1) необычайное совпадение;
2) сплетня (потерянное и найденное письмо)
3) ложная весть
4) вера клеветнику
5) фабульная симметрия
6) «Бог из машины»
7) прерванное
И при этом, по мнению М. Л. Райан, в завязках грубый фабульный ход более терпим, чем в финале, – что еще раз подтверждает принцип замкнутости.
При всем том очевидно, что любое движение сценического действия происходит исключительно по воле автора, и всякая следующая сцена появляется не иначе, как произволом драматурга. Но традиция требует от драматургов создания иллюзии самодвижения событий. Последняя же возникает тогда, когда зритель способен проследить цепочку причин и следствий с самого начала и до самого конца пьесы. Когда муж, застав любовника в постели жены, вызывает его на дуэль, когда на дуэли убивают одного из персонажей, то это кажется естественным и необходимым развитием событий. В то же время появление посреди действия нового персонажа, неожиданного известия, или влияющего на ход действия природной катастрофы (например, чумы в «Ромео и Джульетте) выглядит как «случайность», то есть акт авторского произвола. Все дело в том, что зритель не может проследить ту цепочку причин и следствий, которая привела к появлению во второй половине драмы чумы или нового персонажа, – если только автор не сообщит об их существовании с самого начала.
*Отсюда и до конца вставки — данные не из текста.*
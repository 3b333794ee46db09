//! Scheduled CPU threshold check.
//!
//! Runs once per invocation: fetch the last hour of CPU utilization for one
//! instance, and publish a notification when the mean exceeds
//! [`CPU_ALERT_THRESHOLD`](cloudpulse_core::alert::CPU_ALERT_THRESHOLD).

pub mod config;
pub mod error;

use cloudpulse_cloud::{AlertPublisher, MetricFetcher};
use cloudpulse_core::alert::{cpu_alert_message, evaluate_cpu, CpuVerdict, CPU_ALERT_SUBJECT};
use cloudpulse_core::catalog::cpu_check_query;

pub use config::{CheckConfig, ConfigError};
pub use error::CheckError;

/// What a single check run did.
#[derive(Debug, Clone, PartialEq)]
pub enum CheckOutcome {
    /// No datapoints in the window; nothing published.
    NoData,
    /// Mean at or below the threshold; nothing published.
    Normal { average: f64 },
    /// Mean above the threshold; one notification published.
    Alerted {
        average: f64,
        message_id: Option<String>,
    },
}

/// Run one CPU check for `instance_id`.
///
/// There is no de-duplication across runs: every breaching run publishes.
pub async fn run_check(
    fetcher: &MetricFetcher,
    publisher: &AlertPublisher,
    instance_id: &str,
) -> Result<CheckOutcome, CheckError> {
    let samples = fetcher.fetch(&cpu_check_query(instance_id)).await?;

    match evaluate_cpu(&samples) {
        CpuVerdict::NoData => {
            tracing::info!(instance_id, "No data points found");
            Ok(CheckOutcome::NoData)
        }
        CpuVerdict::Normal { average } => {
            tracing::info!(instance_id, average = %format!("{average:.2}"), "CPU utilization is normal");
            Ok(CheckOutcome::Normal { average })
        }
        CpuVerdict::Breach { average } => {
            tracing::warn!(instance_id, average = %format!("{average:.2}"), "CPU utilization above threshold");
            let message = cpu_alert_message(instance_id, average);
            let message_id = publisher.publish(CPU_ALERT_SUBJECT, &message).await?;
            tracing::info!(instance_id, "Alert sent");
            Ok(CheckOutcome::Alerted {
                average,
                message_id,
            })
        }
    }
}
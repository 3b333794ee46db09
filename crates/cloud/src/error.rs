use cloudpulse_core::error::CoreError;

/// Errors raised while talking to the metrics backend or notification
/// channel.
#[derive(Debug, thiserror::Error)]
pub enum CloudError {
    /// The query was rejected before being sent.
    #[error("Invalid metric query: {0}")]
    InvalidQuery(#[from] CoreError),

    /// The metrics backend failed (unreachable, throttled, access denied).
    #[error("{operation} failed: {message}")]
    Backend {
        operation: &'static str,
        message: String,
    },

    /// The notification channel refused or failed the publish.
    #[error("Publish failed: {0}")]
    Publish(String),
}

/// Errors returned by [`AlertPublisher::publish`](crate::AlertPublisher::publish).
#[derive(Debug, thiserror::Error)]
pub enum AlertError {
    /// The message was rejected before any publish attempt.
    #[error(transparent)]
    Validation(CoreError),

    #[error(transparent)]
    Publish(CloudError),
}

#[cfg(test)]
mod tests {
    use super::*;

    #[test]
    fn display_backend() {
        let err = CloudError::Backend {
            operation: "GetMetricStatistics",
            message: "Throttling: Rate exceeded".into(),
        };
        assert_eq!(
            err.to_string(),
            "GetMetricStatistics failed: Throttling: Rate exceeded"
        );
    }

    #[test]
    fn display_invalid_query() {
        let err = CloudError::from(CoreError::Validation("period_secs must be positive".into()));
        assert_eq!(
            err.to_string(),
            "Invalid metric query: Validation failed: period_secs must be positive"
        );
    }

    #[test]
    fn alert_validation_is_transparent() {
        let err = AlertError::Validation(CoreError::Validation("Message required".into()));
        assert_eq!(err.to_string(), "Validation failed: Message required");
    }
}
Фактически «случайность» в сюжете драмы является другим названием авторского произвола, и «случайность» в течение последних двух столетий всегда ставилась критиками в упрек драматургам как недостаток сюжета. В «Словаре театра» Пави говорится: «В рамках классической драматургии… действие или поступок видится как нечто логически обоснованное и необходимое. Таким образом, случайность, иррациональное и алогичное сразу же лишаются права на существование. В том случае, когда таковое все же в пьесе происходит, автор тут же должен дать надлежащее объяснение и оправдание» [67] .
67
Пави П. Словарь театра. С. 196.
В. Е. Хализев даже считал, что эволюция европейской драмы идет по пути постепенного уменьшения значения случайных перипетий, а чума и другие случайности в «Ромео и Джульетта» как раз и служат свидетельством архаичности этой трагедии, еще не отличающей случайные и закономерные препятствия на пути героя.
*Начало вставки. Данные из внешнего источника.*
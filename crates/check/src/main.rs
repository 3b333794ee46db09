use std::sync::Arc;

use cloudpulse_check::{run_check, CheckConfig};
use cloudpulse_cloud::{AlertPublisher, CloudWatchBackend, MetricFetcher, SnsChannel};
use tracing_subscriber::{layer::SubscriberExt, util::SubscriberInitExt};

/// One check per invocation. Failures are logged; the exit status is always 0.
#[tokio::main]
async fn main() {
    dotenvy::dotenv().ok();

    tracing_subscriber::registry()
        .with(
            tracing_subscriber::EnvFilter::try_from_default_env()
                .unwrap_or_else(|_| "cloudpulse_check=info,cloudpulse_cloud=info".into()),
        )
        .with(tracing_subscriber::fmt::layer())
        .init();

    let config = match CheckConfig::from_env() {
        Ok(config) => config,
        Err(e) => {
            tracing::error!(error = %e, "Invalid configuration");
            return;
        }
    };

    let sdk_config = cloudpulse_cloud::load_sdk_config(&config.region).await;
    let fetcher = MetricFetcher::new(Arc::new(CloudWatchBackend::from_conf(&sdk_config)));
    let publisher = AlertPublisher::new(Arc::new(SnsChannel::from_conf(
        &sdk_config,
        config.sns_topic_arn.clone(),
    )));

    match run_check(&fetcher, &publisher, &config.instance_id).await {
        Ok(outcome) => tracing::debug!(?outcome, "Check finished"),
        Err(e) => tracing::error!(error = %e, "Error fetching metrics or sending alert"),
    }
}
//! Metric endpoints, declared as data.
//!
//! Every series endpoint is one [`MetricEndpoint`] entry in
//! [`METRIC_ENDPOINTS`]; [`router`] mounts one GET route per entry and
//! dispatches it to [`metrics::serve`].

use axum::extract::State;
use axum::routing::get;
use axum::Router;
use cloudpulse_core::catalog::{self, MetricTemplate};

use crate::handlers::metrics;
use crate::state::AppState;

/// How a paired series is rendered.
#[derive(Debug, Clone, Copy, PartialEq, Eq)]
pub enum PairRender {
    /// `{time, read, write}` with raw values.
    ReadWrite,
    /// `{time, in, out}` converted from bytes to megabytes as text.
    Megabytes,
}

/// What an endpoint fetches.
#[derive(Debug, Clone, Copy, PartialEq, Eq)]
pub enum SeriesSource {
    Single(MetricTemplate),
    /// Two series fetched concurrently and joined on timestamp.
    Paired {
        primary: MetricTemplate,
        secondary: MetricTemplate,
        render: PairRender,
    },
}

/// Fixed configuration for one series endpoint.
#[derive(Debug, Clone, Copy)]
pub struct MetricEndpoint {
    pub name: &'static str,
    pub path: &'static str,
    pub series: SeriesSource,
    /// Error text returned with a 500.
    pub failure: &'static str,
    /// Include the backend error text as `details` in the 500 body.
    pub expose_details: bool,
}

impl MetricEndpoint {
    const fn single(
        name: &'static str,
        path: &'static str,
        template: MetricTemplate,
        failure: &'static str,
    ) -> Self {
        Self {
            name,
            path,
            series: SeriesSource::Single(template),
            failure,
            expose_details: false,
        }
    }
}

pub const CPU: MetricEndpoint = MetricEndpoint::single(
    "cpu",
    "/metrics/cpu",
    catalog::CPU,
    "Failed to fetch CPU metrics",
);

pub const MEMORY: MetricEndpoint = MetricEndpoint::single(
    "memory",
    "/metrics/memory",
    catalog::MEMORY,
    "Failed to fetch memory metrics",
);

pub const DISK: MetricEndpoint = MetricEndpoint::single(
    "disk",
    "/metrics/disk",
    catalog::DISK_ROOT,
    "Failed to fetch disk metrics",
);

pub const DISK_ROOT: MetricEndpoint = MetricEndpoint::single(
    "disk_root",
    "/metrics/disk/root",
    catalog::DISK_ROOT,
    "Failed to fetch root disk metrics",
);

pub const DISK_ALL: MetricEndpoint = MetricEndpoint::single(
    "disk_all",
    "/metrics/disk/all",
    catalog::DISK_ALL,
    "Failed to fetch disk metrics",
);

pub const DISKIO: MetricEndpoint = MetricEndpoint {
    name: "diskio",
    path: "/metrics/diskio",
    series: SeriesSource::Paired {
        primary: catalog::DISKIO_READ,
        secondary: catalog::DISKIO_WRITE,
        render: PairRender::ReadWrite,
    },
    failure: "Failed to fetch disk I/O metrics",
    expose_details: true,
};

pub const NETWORK: MetricEndpoint = MetricEndpoint {
    name: "network",
    path: "/metrics/network",
    series: SeriesSource::Paired {
        primary: catalog::NETWORK_IN,
        secondary: catalog::NETWORK_OUT,
        render: PairRender::Megabytes,
    },
    failure: "Failed to fetch network metrics",
    expose_details: false,
};

pub const STATSD_REQUESTS: MetricEndpoint = MetricEndpoint::single(
    "statsd_requests",
    "/metrics/statsd/requests",
    catalog::STATSD_REQUESTS,
    "Failed to fetch requests count",
);

pub const STATSD_LATENCY: MetricEndpoint = MetricEndpoint::single(
    "statsd_latency",
    "/metrics/statsd/latency",
    catalog::STATSD_LATENCY,
    "Failed to fetch latency",
);

pub const STATSD_ERRORS: MetricEndpoint = MetricEndpoint::single(
    "statsd_errors",
    "/metrics/statsd/errors",
    catalog::STATSD_ERRORS,
    "Failed to fetch errors count",
);

pub const STATSD_MEMORY: MetricEndpoint = MetricEndpoint::single(
    "statsd_memory",
    "/metrics/statsd/memory",
    catalog::STATSD_MEMORY,
    "Failed to fetch memory usage",
);

/// All series endpoints. `name` is unique and used in logs.
pub static METRIC_ENDPOINTS: &[MetricEndpoint] = &[
    CPU,
    MEMORY,
    DISK,
    DISK_ROOT,
    DISK_ALL,
    DISKIO,
    NETWORK,
    STATSD_REQUESTS,
    STATSD_LATENCY,
    STATSD_ERRORS,
    STATSD_MEMORY,
];

/// ```text
/// GET <endpoint.path>           -> serve (one per METRIC_ENDPOINTS entry)
/// GET /metrics/disk/debug       -> disk_debug
/// GET /metrics/dashboard        -> dashboard
/// ```
pub fn router() -> Router<AppState> {
    let router = Router::new()
        .route("/metrics/disk/debug", get(metrics::disk_debug))
        .route("/metrics/dashboard", get(metrics::dashboard));

    METRIC_ENDPOINTS.iter().fold(router, |router, endpoint| {
        router.route(
            endpoint.path,
            get(move |State(state): State<AppState>| metrics::serve(state, endpoint)),
        )
    })
}

#[cfg(test)]
mod tests {
    use std::collections::HashSet;

    use super::*;

    #[test]
    fn names_and_paths_are_unique() {
        let names: HashSet<_> = METRIC_ENDPOINTS.iter().map(|e| e.name).collect();
        let paths: HashSet<_> = METRIC_ENDPOINTS.iter().map(|e| e.path).collect();
        assert_eq!(names.len(), METRIC_ENDPOINTS.len());
        assert_eq!(paths.len(), METRIC_ENDPOINTS.len());
    }

    #[test]
    fn disk_and_disk_root_share_a_template() {
        assert_eq!(DISK.series, DISK_ROOT.series);
        assert_ne!(DISK.failure, DISK_ROOT.failure);
    }

    #[test]
    fn only_diskio_exposes_details() {
        let exposing: Vec<_> = METRIC_ENDPOINTS
            .iter()
            .filter(|e| e.expose_details)
            .map(|e| e.name)
            .collect();
        assert_eq!(exposing, ["diskio"]);
    }
}
use std::sync::Arc;

use cloudpulse_cloud::{AlertPublisher, MetricFetcher};

use crate::config::ServerConfig;

/// Shared application state available to all Axum handlers via `State<AppState>`.
///
/// This is cheaply cloneable (inner data is behind `Arc`).
#[derive(Clone)]
pub struct AppState {
    pub config: Arc<ServerConfig>,
    /// Reads series from the metrics backend.
    pub fetcher: MetricFetcher,
    /// Publishes to the notification channel.
    pub publisher: AlertPublisher,
}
Замкнутый драматический космос не изолирован от остальной вселенной, но все важные факторы внешнего воздействия в нем пересчитаны и известны заранее, и новые не появляются.
Глава 2
Проблема целостности сюжета
2.1. Начало и конец: типология смысловых связей
В основе такого эстетического феномена как «единство» сюжета лежит противостояние и взаимное тяготение двух ситуаций: той, которая была до начала драмы, и той, которая возникает в финале. Это два «плато», два «псевдостабильных состояния», и сюжет описывает переход от одного к другому, разрешение одного в другое.
При этом, любопытно то, что те «псевдостабильные состояния», которые противостоят друг другу в завязке и финале, и которые отделены друг от другом действием драмы, как правило, уже маркированы культурой в качестве «противоположностей», либо в качестве стандартно следующих друг за другом причины и следствия. В западной культуре действует, постоянно обновляясь, специальная «разметка», позволяющая классифицировать пары начальных и финальных состояний всякого сюжета, в качестве стереотипно следующих друг за другом спутников, часто считающихся полюсами на некой разработанной в культурном пространстве шкале, тезисом и антитезисом. Финальное состояние часто считают «разрешением» или «инверсией» исходного.
Сюжет задают два термина – термины начала и конца, причем второй термин является неким значимым для культуры образом разрешением, завершением первого, восстановлением равновесия, которое нарушает первый. Такое противопоставление смысловых пар – например «любовь и смерть», «любовь и брак», «война и победа», «преступление и наказание», «попытка и неудача» – чрезвычайно часто возникает в анализе сюжетов. Такая фиксация сюжетной структуры с помощью двух терминов – начального и конечного – заставляют вспомнить мысль О. М. Фрейденберг о том, что вообще наррация (то есть разворачиваемый во времени рассказ) возникает тогда, когда в повествовании возникают хотя бы два времени – скажем, прошлое и настоящее. Первоначальные архаические рассказы, по мнению Фрейденберг, не знают времени, они склонны к «картинному» описанию событий, рядоположенных в пространстве. «Дотрагедия представляет собой действо смотрения на некую показываемую панораму» [68] – причем, этот «картинный» метод изображения сохраняется в прологах греческих трагедий. Только когда в фигуре метафоры, сравнения сравниваются два «картинных» рассказа, относимых к разному времени, возникают условия для наррации. Сюжет задают два времени, требующих перехода одного в другое.
68
Фрейденберг О.М. Миф и литература древности. С. 403.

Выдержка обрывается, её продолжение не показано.